Señaló la cabina de carga.
—Quest-ce quil y a lá dedans?
—No tengo ni idea —respondió Vernet tan secamente como pudo—. Yo soy sólo el transportista.
Collet no pareció impresionado.
—Estamos buscando a dos delincuentes. Vernet se echó a reír.
—Entonces ha acertado de lleno. Algunos cabrones para los que transporto valores son tan ricos que seguro que son delincuentes. El teniente le mostró una foto de Robert Langdon. —¿Este hombre ha estado en el banco esta noche? Vernet se encogió de hombros.
—No tengo ni idea. Yo soy el último mono del sótano. A nosotros no nos dejan acercarnos a los clientes. Lo que tienen que hacer es entrar y preguntar en recepción.
—Sin orden judicial, el banco no nos permite el acceso. Vernet puso cara de asco.
—Los jefes. No me tire de la lengua.
—Abra el furgón, por favor —ordenó Collet dirigiéndose a la parte trasera.
Vernet miró al agente y forzó una carcajada de superioridad.
—¿Que abra el furgón? ¿Usted se cree que yo tengo las llaves? ¿Se cree que aquí se fían de nosotros? Debería ver la mierda de sueldo que me pagan.
El agente ladeó un poco la cabeza, incrédulo.

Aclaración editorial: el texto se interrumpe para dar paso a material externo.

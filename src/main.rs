use clap::{Args, Parser, Subcommand};
use stats_scraper::app::ports::BrowserEnginePort;
use stats_scraper::config::{Config, InvocationOptions};
use stats_scraper::infra::chromium_engine;
use stats_scraper::infra::scripted_browser::ScriptedBrowser;
use stats_scraper::logging;
use stats_scraper::metrics::init_metrics;
use stats_scraper::trigger::{self, Capabilities, InvocationResponse};
use std::io::Read;
use std::path::PathBuf;
use std::process::ExitCode;
use std::sync::Arc;
use std::time::Duration;
use tracing::{error, info};

#[derive(Parser)]
#[command(name = "stats_scraper")]
#[command(about = "Renders a JavaScript stats page, extracts its table and delivers it as CSV")]
#[command(version = "0.1.0")]
struct Cli {
    /// TOML config file (defaults to ./scraper.toml when present)
    #[arg(long, global = true)]
    config: Option<PathBuf>,

    /// Directory for rotated JSON logs
    #[arg(long, global = true, default_value = "logs")]
    log_dir: PathBuf,

    #[command(subcommand)]
    command: Commands,
}

#[derive(Args, Debug, Default)]
struct RunFlags {
    /// Page to render
    #[arg(long)]
    target_url: Option<String>,
    /// s3://bucket[/prefix], http(s) object-store URL, file:// URL or directory
    #[arg(long)]
    storage_destination: Option<String>,
    /// Budget for navigation plus readiness wait
    #[arg(long)]
    render_timeout_seconds: Option<u64>,
    /// Save a full-page screenshot once the page is ready
    #[arg(long)]
    screenshot: Option<PathBuf>,
    /// Serve this saved HTML instead of launching Chrome
    #[arg(long)]
    replay: Option<PathBuf>,
}

#[derive(Subcommand)]
enum Commands {
    /// Run the pipeline once and print the invocation response
    Run {
        #[command(flatten)]
        flags: RunFlags,
    },
    /// Handle a JSON invocation event (file path or '-' for stdin)
    Invoke {
        #[arg(long)]
        event: String,
        #[command(flatten)]
        flags: RunFlags,
    },
    /// Run the pipeline on a fixed interval until Ctrl-C
    Schedule {
        /// Seconds between run starts
        #[arg(long)]
        every: u64,
        /// Stop after this many runs
        #[arg(long)]
        max_runs: Option<u64>,
        #[command(flatten)]
        flags: RunFlags,
    },
    /// Load, validate and print the effective configuration
    CheckConfig {
        #[command(flatten)]
        flags: RunFlags,
    },
}

impl RunFlags {
    fn apply(&self, config: &mut Config) {
        config.apply_overrides(&InvocationOptions {
            target_url: self.target_url.clone(),
            storage_destination: self.storage_destination.clone(),
            render_timeout_seconds: self.render_timeout_seconds,
        });
        if let Some(path) = &self.screenshot {
            config.screenshot_path = Some(path.clone());
        }
    }

    async fn capabilities(&self, config: &Config) -> anyhow::Result<Capabilities> {
        let engine: Arc<dyn BrowserEnginePort> = match &self.replay {
            Some(path) => {
                let markup = tokio::fs::read_to_string(path).await?;
                info!("Replaying saved page {} instead of launching Chrome", path.display());
                Arc::new(ScriptedBrowser::serving(markup))
            }
            None => chromium_engine(config),
        };
        Ok(Capabilities::new(engine))
    }
}

fn read_event(source: &str) -> anyhow::Result<serde_json::Value> {
    let raw = if source == "-" {
        let mut buf = String::new();
        std::io::stdin().read_to_string(&mut buf)?;
        buf
    } else {
        std::fs::read_to_string(source)?
    };
    if raw.trim().is_empty() {
        return Ok(serde_json::Value::Null);
    }
    Ok(serde_json::from_str(&raw)?)
}

fn print_response(response: &InvocationResponse) -> anyhow::Result<ExitCode> {
    println!("{}", serde_json::to_string_pretty(response)?);
    Ok(if response.is_success() {
        ExitCode::SUCCESS
    } else {
        ExitCode::FAILURE
    })
}

async fn execute(cli: Cli) -> anyhow::Result<ExitCode> {
    let mut config = Config::load(cli.config.as_deref())?;

    match cli.command {
        Commands::Run { flags } => {
            flags.apply(&mut config);
            start_metrics(&config);
            let caps = flags.capabilities(&config).await?;
            let response = trigger::handle_invocation(&config, &serde_json::Value::Null, &caps).await;
            print_response(&response)
        }
        Commands::Invoke { event, flags } => {
            flags.apply(&mut config);
            start_metrics(&config);
            let event = read_event(&event)?;
            let caps = flags.capabilities(&config).await?;
            let response = trigger::handle_invocation(&config, &event, &caps).await;
            print_response(&response)
        }
        Commands::Schedule {
            every,
            max_runs,
            flags,
        } => {
            if every == 0 {
                anyhow::bail!("--every must be at least one second");
            }
            flags.apply(&mut config);
            config.validate()?;
            start_metrics(&config);
            let caps = flags.capabilities(&config).await?;
            let summary =
                trigger::schedule(&config, &caps, Duration::from_secs(every), max_runs).await;
            println!("{}", serde_json::to_string_pretty(&summary)?);
            Ok(if summary.failed == 0 {
                ExitCode::SUCCESS
            } else {
                ExitCode::FAILURE
            })
        }
        Commands::CheckConfig { flags } => {
            flags.apply(&mut config);
            config.validate()?;
            if config.storage_token.is_some() {
                config.storage_token = Some("<redacted>".to_string());
            }
            print!("{}", toml::to_string_pretty(&config)?);
            Ok(ExitCode::SUCCESS)
        }
    }
}

fn start_metrics(config: &Config) {
    if let Some(addr) = config.metrics_addr {
        init_metrics(addr);
    }
}

#[tokio::main]
async fn main() -> ExitCode {
    dotenv::dotenv().ok();
    let cli = Cli::parse();
    let _log_guard = logging::init_logging(&cli.log_dir);

    match execute(cli).await {
        Ok(code) => code,
        Err(e) => {
            error!("{:#}", e);
            eprintln!("Error: {e:#}");
            ExitCode::FAILURE
        }
    }
}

—¿Me está diciendo que no tiene las llaves del furgón que conduce?
Vernet asintió.
—No del compartimento de carga. Sólo la del contacto. Estos furgones los sellan unos supervisores en el almacén. Se quedan ahí mientras se transportan las llaves hasta el destino. Cuando recibimos la confirmación de que el cliente ya tiene las llaves de la carga en su poder, entonces nos dan el visto bueno para salir. Nunca antes. Y yo nunca sé qué mierda llevo.
—¿Y cuándo quedó sellado este furgón?
—Como mínimo hace varias horas. Tengo que llevar la carga hasta St. Thurial esta noche. Y las llaves ya han llegado.
El agente no dijo nada. Se limitaba a escrutar a Vernet con la mirada, como si quisiera leerle la mente.
Al falso conductor una gota de sudor estaba a punto de resbalarle por la nariz.
—¿Le importa? —le dijo al agente secándose con la manga y señalando al coche patrulla que bloqueaba la salida—. Voy un poco justo de tiempo.
—¿Llevan Rolex todos los conductores? —le preguntó el agente, apuntándole a la muñeca.
Vernet bajó la mirada y vio que la brillante pulsera de aquel reloj exageradamente caro le sobresalía de la manga de la chaqueta.
«Merde».
—¿Esta mierdecilla? Me costó veinte euros. Se lo compré a un vendedor ambulante taiwanés, de esos que se ponen en St. Germain de Prés. Se lo vendo por cuarenta.
El agente no respondió y aún tardó unos segundos en apartarse.
—No, gracias. Circule con prudencia.
Vernet no volvió a respirar hasta que el furgón estaba a cincuenta metros de la salida.
Un nuevo problema se la planteaba ahora. ¿Qué hacer con la carga? «¿Adónde los llevo?».